Когда раздался гонг, возвещавший начало ужина, я отправилась в кантину. Завтрак и обед я пропустила, и мне хотелось есть. После ужина по расписанию должен был быть живой даршан Малгеру. Мне было любопытно ее увидеть, и я из кантины отправилась в конференц-зал. Но там на входной двери было прикреплено объявление о замене Малгеру дополнительным видеодаршаном Мокшафа. Сообщалось, что будет показана запись его самого первого выступления в «Трансформаторе». Ну что ж, тогда это. Надо было как-то убить время до отбоя.
– Когда я учился в школе, у нас были уроки пения. Я их ненавидел и чаще всего пропускал, – начал рассказ Федор.
…Однажды учитель пения вызвал меня на разговор из-за моих прогулов. Когда я сказал ему, что у меня нет голоса, он спросил:
– А что я слышу сейчас?
Я подумал, что он хочет меня убедить в том, что научиться петь может каждый.
Наверное, он прав, но это ничего не меняет. Я не хочу учиться петь.
И я ему так и сказал:
– Зачем мне петь?!
– Этого ты знать не можешь, пока не освободишь свой голос, – произнес он.
– От чего его освобождать? – спросил я.
– От мысли о ненужности пения.
Учитель пения предложил мне провести эксперимент.
Он сказал, что мы сейчас начнем петь вместе, ни о чем не договариваясь, как придется и что придется.

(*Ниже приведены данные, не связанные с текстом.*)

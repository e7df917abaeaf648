//! futdash — operator dashboard for a futures auto-trading backend.
//!
//! Hexagonal architecture: domain logic and page state in [`domain`], port
//! traits in [`ports`], the REST client, config reader and web server in
//! [`adapters`].

pub mod adapters;
pub mod cli;
pub mod domain;
pub mod ports;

Я сначала жался и мялся, он же, не обращая на меня внимания, стал вытворять своим голосом все, что заблагорассудится. Он дурачился с удовольствием, и это сдвинуло меня с мертвой точки. Я тоже начал дурачиться.
Временами я удивлялся тому, что могу делать со своим голосом.
Удивление многого стоит…
В сущности, это был хороший перекрой воспоминания в притчу. Но опять, как и в прошлый раз, взбунтовались мои кони-чувства. Взбученные удивлениями этого дня, они встали на дыбы и не пропустили в меня посыл, вложенный Мокшафом в эту историю.

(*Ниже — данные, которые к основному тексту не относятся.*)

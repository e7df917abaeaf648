//! Backend health: the last-known status and how polling updates it.
//!
//! A failed poll never clears what the operator is looking at. It marks the
//! shown value stale and records why.

use chrono::{DateTime, Local};
use serde::{Deserialize, Serialize};

use crate::domain::error::DashboardError;

#[derive(Debug, Clone, PartialEq, Serialize, Deserialize)]
pub struct HealthStatus {
    pub status: String,
    #[serde(default)]
    pub unitrade: String,
    #[serde(default)]
    pub error: Option<String>,
}

impl HealthStatus {
    pub fn is_ok(&self) -> bool {
        self.status == "ok"
    }
}

#[derive(Debug, Clone, Default, PartialEq)]
pub struct HealthMonitor {
    last_known: Option<HealthStatus>,
    stale: bool,
    last_error: Option<String>,
    last_success: Option<DateTime<Local>>,
    /// Ticket handed to the most recently started poll.
    issued: u64,
    /// Ticket of the newest poll whose outcome was recorded.
    applied: u64,
}

impl HealthMonitor {
    pub fn new() -> Self {
        Self::default()
    }

    pub fn record_success(&mut self, status: HealthStatus, at: DateTime<Local>) {
        self.last_known = Some(status);
        self.stale = false;
        self.last_error = None;
        self.last_success = Some(at);
    }

    pub fn record_failure(&mut self, error: impl Into<String>) {
        self.stale = true;
        self.last_error = Some(error.into());
    }

    /// Fold one poll outcome into the monitor.
    pub fn apply(&mut self, outcome: Result<HealthStatus, DashboardError>) {
        match outcome {
            Ok(status) => self.record_success(status, Local::now()),
            Err(err) => {
                tracing::warn!(error = %err, "health poll failed; keeping last known status");
                self.record_failure(err.operator_message());
            }
        }
    }

    /// Reserve a ticket for a poll that is about to start.
    pub fn begin_poll(&mut self) -> u64 {
        self.issued += 1;
        self.issued
    }

    /// Fold in the outcome of the poll holding `ticket`. Polls can finish out
    /// of order; an outcome older than one already recorded is dropped.
    pub fn apply_poll(
        &mut self,
        ticket: u64,
        outcome: Result<HealthStatus, DashboardError>,
    ) -> bool {
        if ticket < self.applied {
            tracing::debug!(ticket, newest = self.applied, "dropping out-of-order health poll");
            return false;
        }
        self.applied = ticket;
        self.apply(outcome);
        true
    }

    pub fn last_known(&self) -> Option<&HealthStatus> {
        self.last_known.as_ref()
    }

    pub fn is_stale(&self) -> bool {
        self.stale
    }

    pub fn last_error(&self) -> Option<&str> {
        self.last_error.as_deref()
    }

    pub fn last_success(&self) -> Option<DateTime<Local>> {
        self.last_success
    }

    /// True until the first poll completes either way.
    pub fn is_loading(&self) -> bool {
        self.last_known.is_none() && self.last_error.is_none()
    }
}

А этот посыл все же как-то проник в мою память, что тоже вызывает удивление. Спустя годы мне вдруг вспомнилось: «Удивление многого стоит». И вспомнилось в один дорогой для меня момент. О нем я еще расскажу.
18
На следующий день во время завтрака ко мне подошла Надежда и шепнула мне в ухо, что через час я должна быть в секретариате. Я спросила, что случилось, но ответа не получила.
Когда я пришла в секретариат, меня там встретила все та же Надежда. Она сказала мне, чтобы я следовала за ней. Мы отправились вместе к выходу из здания и потом пошли в сторону верхнего лагеря. У меня екнуло: неужели? На следующем перекрестке Надежда повернула в сторону перехода. Теперь я уже совсем поверила, что она ведет меня к Эле, к кому же еще? Значит, Парджама сдержала свое обещание. А я уже перестала о ней думать. Вот так сюрприз.

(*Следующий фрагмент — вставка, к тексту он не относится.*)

//! HTTP request handlers for web adapter.
//!
//! Each handler builds a page, lets it talk to the backend, and renders it.
//! Backend failures surface inside the page, so most handlers only fail on
//! template errors.

use std::sync::Arc;

use axum::{
    Form,
    extract::{OriginalUri, Path, Query, State},
    http::{HeaderMap, StatusCode},
    response::{Html, Redirect, Response},
};
use serde::Deserialize;

use crate::domain::display::percent_encode;
use crate::domain::health_poller::poll_once;
use crate::domain::navigation::NOT_FOUND_TITLE;
use crate::domain::order::OrderDraft;
use crate::domain::pages::alerts::{AlertsPage, SignalDetailPage};
use crate::domain::pages::dashboard::DashboardOverview;
use crate::domain::pages::orders::OrdersPage;
use crate::domain::pages::strategies::{FormMode, StrategiesPage, View};
use crate::domain::pages::trades::TradesPage;
use crate::domain::signal::{SignalDraft, SignalQuery};
use crate::domain::strategy::StrategyDraft;

use super::templates::{
    AlertsTemplate, DashboardTemplate, ErrorTemplate, HealthTemplate, OrdersTemplate,
    PositionsTemplate, SignalDetailTemplate, StrategiesTemplate, TradesTemplate,
};
use super::{AppState, WebError, clock_now, page, render};

type AppStateRef = State<Arc<AppState>>;

pub async fn index() -> Redirect {
    Redirect::to("/dashboard")
}

pub async fn clock() -> String {
    clock_now()
}

// ---------------------------------------------------------------- dashboard

async fn render_health(state: &AppState) -> Result<String, WebError> {
    poll_once(state.api.as_ref(), &state.health).await;
    let monitor = state.health.read().await;
    render(&HealthTemplate::from_monitor(&monitor))
}

pub async fn dashboard(
    State(state): AppStateRef,
    headers: HeaderMap,
) -> Result<Response, WebError> {
    let (overview, health_html) = tokio::join!(
        DashboardOverview::load(state.api.as_ref(), state.settings.recent_signals),
        render_health(&state),
    );
    let template =
        DashboardTemplate::new(&overview, health_html?, state.settings.health_poll.as_secs());
    page(&headers, "/dashboard", render(&template)?)
}

/// Polled by the dashboard's health panel.
pub async fn health(State(state): AppStateRef) -> Result<Html<String>, WebError> {
    Ok(Html(render_health(&state).await?))
}

// --------------------------------------------------------------- strategies

#[derive(Debug, Default, Deserialize)]
pub struct StrategyFilter {
    #[serde(default)]
    pub enabled_only: bool,
}

fn strategies_page(headers: &HeaderMap, page_state: &StrategiesPage) -> Result<Response, WebError> {
    let path = match &page_state.view {
        View::Form {
            mode: FormMode::Create,
            ..
        } => "/strategies/new".to_string(),
        View::Form {
            mode: FormMode::Edit(name),
            ..
        } => format!("/strategies/{}/edit", percent_encode(name)),
        View::ConfirmDelete(name) => {
            format!("/strategies/{}/delete", percent_encode(name))
        }
        View::List => "/strategies".to_string(),
    };
    page(
        headers,
        &format!("{path}{}", page_state.filter_query()),
        render(&StrategiesTemplate::from_page(page_state))?,
    )
}

pub async fn strategies(
    State(state): AppStateRef,
    headers: HeaderMap,
    Query(filter): Query<StrategyFilter>,
) -> Result<Response, WebError> {
    let mut p = StrategiesPage::new(filter.enabled_only);
    p.reload(state.api.as_ref()).await;
    strategies_page(&headers, &p)
}

pub async fn new_strategy(
    State(state): AppStateRef,
    headers: HeaderMap,
    Query(filter): Query<StrategyFilter>,
) -> Result<Response, WebError> {
    let mut p = StrategiesPage::new(filter.enabled_only);
    p.open_create();
    p.ensure_loaded(state.api.as_ref()).await;
    strategies_page(&headers, &p)
}

pub async fn create_strategy(
    State(state): AppStateRef,
    headers: HeaderMap,
    Query(filter): Query<StrategyFilter>,
    Form(draft): Form<StrategyDraft>,
) -> Result<Response, WebError> {
    let api = state.api.as_ref();
    let mut p = StrategiesPage::new(filter.enabled_only);
    p.open_form(FormMode::Create, draft);
    p.submit(api).await;
    p.ensure_loaded(api).await;
    strategies_page(&headers, &p)
}

pub async fn edit_strategy(
    State(state): AppStateRef,
    headers: HeaderMap,
    Path(name): Path<String>,
    Query(filter): Query<StrategyFilter>,
) -> Result<Response, WebError> {
    let api = state.api.as_ref();
    let mut p = StrategiesPage::new(filter.enabled_only);
    p.open_edit_by_name(api, &name).await;
    p.ensure_loaded(api).await;
    strategies_page(&headers, &p)
}

pub async fn update_strategy(
    State(state): AppStateRef,
    headers: HeaderMap,
    Path(name): Path<String>,
    Query(filter): Query<StrategyFilter>,
    Form(draft): Form<StrategyDraft>,
) -> Result<Response, WebError> {
    let api = state.api.as_ref();
    let mut p = StrategiesPage::new(filter.enabled_only);
    p.open_form(FormMode::Edit(name), draft);
    p.submit(api).await;
    p.ensure_loaded(api).await;
    strategies_page(&headers, &p)
}

pub async fn confirm_delete_strategy(
    State(state): AppStateRef,
    headers: HeaderMap,
    Path(name): Path<String>,
    Query(filter): Query<StrategyFilter>,
) -> Result<Response, WebError> {
    let mut p = StrategiesPage::new(filter.enabled_only);
    p.request_delete(&name);
    p.ensure_loaded(state.api.as_ref()).await;
    strategies_page(&headers, &p)
}

pub async fn delete_strategy(
    State(state): AppStateRef,
    headers: HeaderMap,
    Path(name): Path<String>,
    Query(filter): Query<StrategyFilter>,
) -> Result<Response, WebError> {
    let api = state.api.as_ref();
    let mut p = StrategiesPage::new(filter.enabled_only);
    p.request_delete(&name);
    p.confirm_delete(api).await;
    p.ensure_loaded(api).await;
    strategies_page(&headers, &p)
}

pub async fn toggle_strategy(
    State(state): AppStateRef,
    headers: HeaderMap,
    Path(name): Path<String>,
    Query(filter): Query<StrategyFilter>,
) -> Result<Response, WebError> {
    let api = state.api.as_ref();
    let mut p = StrategiesPage::new(filter.enabled_only);
    p.toggle(api, &name).await;
    p.ensure_loaded(api).await;
    strategies_page(&headers, &p)
}

// ------------------------------------------------------------ orders/trades

pub async fn orders(State(state): AppStateRef, headers: HeaderMap) -> Result<Response, WebError> {
    let mut p = OrdersPage::new();
    p.reload(state.api.as_ref()).await;
    page(&headers, "/orders", render(&OrdersTemplate::from_page(&p))?)
}

pub async fn place_order(
    State(state): AppStateRef,
    headers: HeaderMap,
    Form(draft): Form<OrderDraft>,
) -> Result<Response, WebError> {
    let api = state.api.as_ref();
    let mut p = OrdersPage::new();
    p.reload(api).await;
    p.submit(api, draft).await;
    page(&headers, "/orders", render(&OrdersTemplate::from_page(&p))?)
}

pub async fn trades(State(state): AppStateRef, headers: HeaderMap) -> Result<Response, WebError> {
    let p = TradesPage::load(state.api.as_ref()).await;
    page(&headers, "/trades", render(&TradesTemplate::from_page(&p))?)
}

pub async fn positions(headers: HeaderMap) -> Result<Response, WebError> {
    page(&headers, "/positions", render(&PositionsTemplate::default())?)
}

// ------------------------------------------------------------------- alerts

pub async fn alerts(
    State(state): AppStateRef,
    headers: HeaderMap,
    Query(query): Query<SignalQuery>,
) -> Result<Response, WebError> {
    let mut p = AlertsPage::new(query);
    p.reload(state.api.as_ref()).await;
    let path = format!("/alerts?{}", p.query.to_query_string());
    page(&headers, &path, render(&AlertsTemplate::from_page(&p))?)
}

pub async fn send_signal(
    State(state): AppStateRef,
    headers: HeaderMap,
    Form(draft): Form<SignalDraft>,
) -> Result<Response, WebError> {
    let api = state.api.as_ref();
    let mut p = AlertsPage::new(SignalQuery::default());
    if !p.send(api, draft).await {
        p.reload(api).await;
    }
    page(&headers, "/alerts", render(&AlertsTemplate::from_page(&p))?)
}

pub async fn signal_detail(
    State(state): AppStateRef,
    headers: HeaderMap,
    Path(id): Path<String>,
) -> Result<Response, WebError> {
    let id: i64 = id
        .parse()
        .map_err(|_| WebError::not_found(format!("訊號編號無效：{id}")))?;
    let p = SignalDetailPage::load(state.api.as_ref(), id).await?;
    page(
        &headers,
        &format!("/alerts/{id}"),
        render(&SignalDetailTemplate::from_page(&p))?,
    )
}

pub async fn not_found(
    headers: HeaderMap,
    OriginalUri(uri): OriginalUri,
) -> Result<Response, WebError> {
    let message = format!("{NOT_FOUND_TITLE}：{}", uri.path());
    let content = render(&ErrorTemplate {
        message: &message,
        status: StatusCode::NOT_FOUND.as_u16(),
    })?;
    let mut response = page(&headers, uri.path(), content)?;
    *response.status_mut() = StatusCode::NOT_FOUND;
    Ok(response)
}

Надежда открыла дверь перехода, и мы вошли в лазурный холл. Когда мы уселись на те же стулья, что и в прошлый раз, она мне сообщила:
– Малгеру вызвала тебя на даршан. Выброси все из головы и жди гонг в медитативном настрое.
Я была, конечно, разочарована, но одновременно и заинтригована. Малгеру! Вызвала меня! На даршан! Зачем?
Уж не обязана ли я этим сюрпризом Нюте? Я ведь спрашивала ее, как попасть на даршан к Малгеру. Неужели это сработало? Но почему вдруг сегодня? И почему мне Нюта ничего не сказала? Впрочем, вчера вечером мы не видели друг друга, потому что я пошла спать, когда моей соседки не было. А сегодня утром я проснулась до подъема и ушла из комнаты, когда Нюта еще спала.
Гонг раздался минут через десять. Надежда вскочила и открыла для меня дверь зала. Я вошла туда. Было так же полутемно, как при встрече с Федором. Но в этот раз кресло пустовало. Недолго думая, я опустилась на подушку, лежащую на полу напротив него, и стала ждать.